Sweaty and having earned another small rip in his favorite shirt, he made it to the stadium. His first stop was checking in on Mike Shula. As he came down the hall he smelled raw beef and peeked into Shula's office. ALF was on in the background and he was eating a raw potato like an apple and talking to a picture of his dad on the wall. Ron thought it best not to bother Shula during "Super Special Inspiration Time" and kept moving down the hall. He got to his office and collapsed into his chair. The weight of being an NFL head coach was taking it's toll on his talented football mind. He'd gone numb under the pressure, evidenced by his mood ring not having changed colors for months.
"Ron, you got a second?" McDermott stuck his head into the coach's office.
"Yeah, Sean, whatcha got for me?" Ron reached into his desk and pulled out a new pack of Bubblicious Paradise Punch. He took it in his fist and bit it off halfway down the pack and started chewing.

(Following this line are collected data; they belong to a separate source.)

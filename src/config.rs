//! Engine configuration parameters
//!
//! All tunable parameters for the cardlink engine.  Values can be
//! overridden by the host at construction time or hot-reloaded through
//! [`AppCommand::UpdateConfig`](crate::app::commands::AppCommand).

use serde::{Deserialize, Serialize};

/// Core engine configuration
#[derive(Debug, Clone, Serialize, Deserialize)]
pub struct SystemConfig {
    // --- Session retry policy ---
    /// Maximum automatic setup re-attempts per connect() request
    pub retry_max_attempts: u8,
    /// Delay before the first re-attempt (milliseconds)
    pub retry_initial_delay_ms: u32,
    /// Multiplier applied to the delay after each failed attempt
    pub retry_backoff_multiplier: u32,
    /// Upper bound on the backoff delay (milliseconds)
    pub retry_max_delay_ms: u32,

    // --- Session defaults ---
    /// Data profile id used when the caller does not specify one
    pub default_profile_id: u8,

    // --- Identity validation ---
    /// Minimum accepted IMSI length (digits)
    pub imsi_min_digits: u8,
    /// Maximum accepted IMSI length (digits)
    pub imsi_max_digits: u8,

    // --- Record loading ---
    /// Bytes of EF_CSIM_EPRL to fetch (the full PRL can be huge;
    /// only the header carries the version)
    pub eprl_read_bytes: u8,
    /// Record index of the MDN entry in EF_CSIM_MDN
    pub mdn_record_index: u8,

    // --- Testing ---
    /// Treat the card as provisioned even without MDN/MIN
    /// (lab cards without a CSIM subscription)
    pub test_card_override: bool,
}

impl Default for SystemConfig {
    fn default() -> Self {
        Self {
            // Retry policy
            retry_max_attempts: 3,
            retry_initial_delay_ms: 5_000,
            retry_backoff_multiplier: 2,
            retry_max_delay_ms: 60_000,

            // Session defaults
            default_profile_id: 0,

            // IMSI is MCC+MNC+MSIN: at least 6 digits, at most 15
            imsi_min_digits: 6,
            imsi_max_digits: 15,

            // Record loading
            eprl_read_bytes: 4,
            mdn_record_index: 1,

            // Testing
            test_card_override: false,
        }
    }
}

impl SystemConfig {
    /// Range-check the configuration.  Returns a static description of the
    /// first offending field.
    pub fn validate(&self) -> Result<(), &'static str> {
        if self.retry_backoff_multiplier == 0 {
            return Err("retry_backoff_multiplier must be >= 1");
        }
        if self.retry_initial_delay_ms > self.retry_max_delay_ms {
            return Err("retry_initial_delay_ms exceeds retry_max_delay_ms");
        }
        if self.imsi_min_digits < 6 || self.imsi_max_digits > 15 {
            return Err("IMSI bounds outside 6..=15");
        }
        if self.imsi_min_digits > self.imsi_max_digits {
            return Err("imsi_min_digits exceeds imsi_max_digits");
        }
        if self.eprl_read_bytes < 4 {
            return Err("eprl_read_bytes must cover the 4-byte PRL header");
        }
        if self.mdn_record_index == 0 {
            return Err("mdn_record_index is 1-based");
        }
        Ok(())
    }
}

#[cfg(test)]
mod tests {
    use super::*;

    #[test]
    fn default_config_is_sane() {
        let c = SystemConfig::default();
        assert!(c.validate().is_ok());
        assert!(c.retry_max_attempts > 0);
        assert!(c.retry_initial_delay_ms <= c.retry_max_delay_ms);
        assert!(c.imsi_min_digits >= 6 && c.imsi_max_digits <= 15);
    }

    #[test]
    fn serde_roundtrip() {
        let c = SystemConfig::default();
        let json = serde_json::to_string(&c).unwrap();
        let c2: SystemConfig = serde_json::from_str(&json).unwrap();
        assert_eq!(c.retry_max_attempts, c2.retry_max_attempts);
        assert_eq!(c.retry_initial_delay_ms, c2.retry_initial_delay_ms);
        assert_eq!(c.mdn_record_index, c2.mdn_record_index);
    }

    #[test]
    fn postcard_roundtrip() {
        let c = SystemConfig::default();
        let bytes = postcard::to_allocvec(&c).unwrap();
        let c2: SystemConfig = postcard::from_bytes(&bytes).unwrap();
        assert_eq!(c.retry_max_delay_ms, c2.retry_max_delay_ms);
        assert_eq!(c.test_card_override, c2.test_card_override);
    }

    #[test]
    fn validate_rejects_inverted_imsi_bounds() {
        let mut c = SystemConfig::default();
        c.imsi_min_digits = 12;
        c.imsi_max_digits = 8;
        assert!(c.validate().is_err());
    }

    #[test]
    fn validate_rejects_zero_multiplier() {
        let mut c = SystemConfig::default();
        c.retry_backoff_multiplier = 0;
        assert!(c.validate().is_err());
    }

    #[test]
    fn validate_rejects_short_eprl_window() {
        let mut c = SystemConfig::default();
        c.eprl_read_bytes = 2;
        assert!(c.validate().is_err());
    }
}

"We go way back, right man? Well I've got to level with you, you need to give that shirt a rest and maybe take it to the tailor. Let them get the shirt in good shape again."
"The shirt's fine."
"It's really not, Ron. That shirt's really hurting."
At that moment Dave Gettleman popped his head in. "Tha shaht's crap, Ron. Get a new shaht. I'll introduce you to my guy at the Goodwill. Yous won't believe what you can get for a dollah."
"Hey Dave, do you have any scotchguard, at least?"
"Rahn, sometime's the ansah's in the closet," Gettleman said on his way out the door.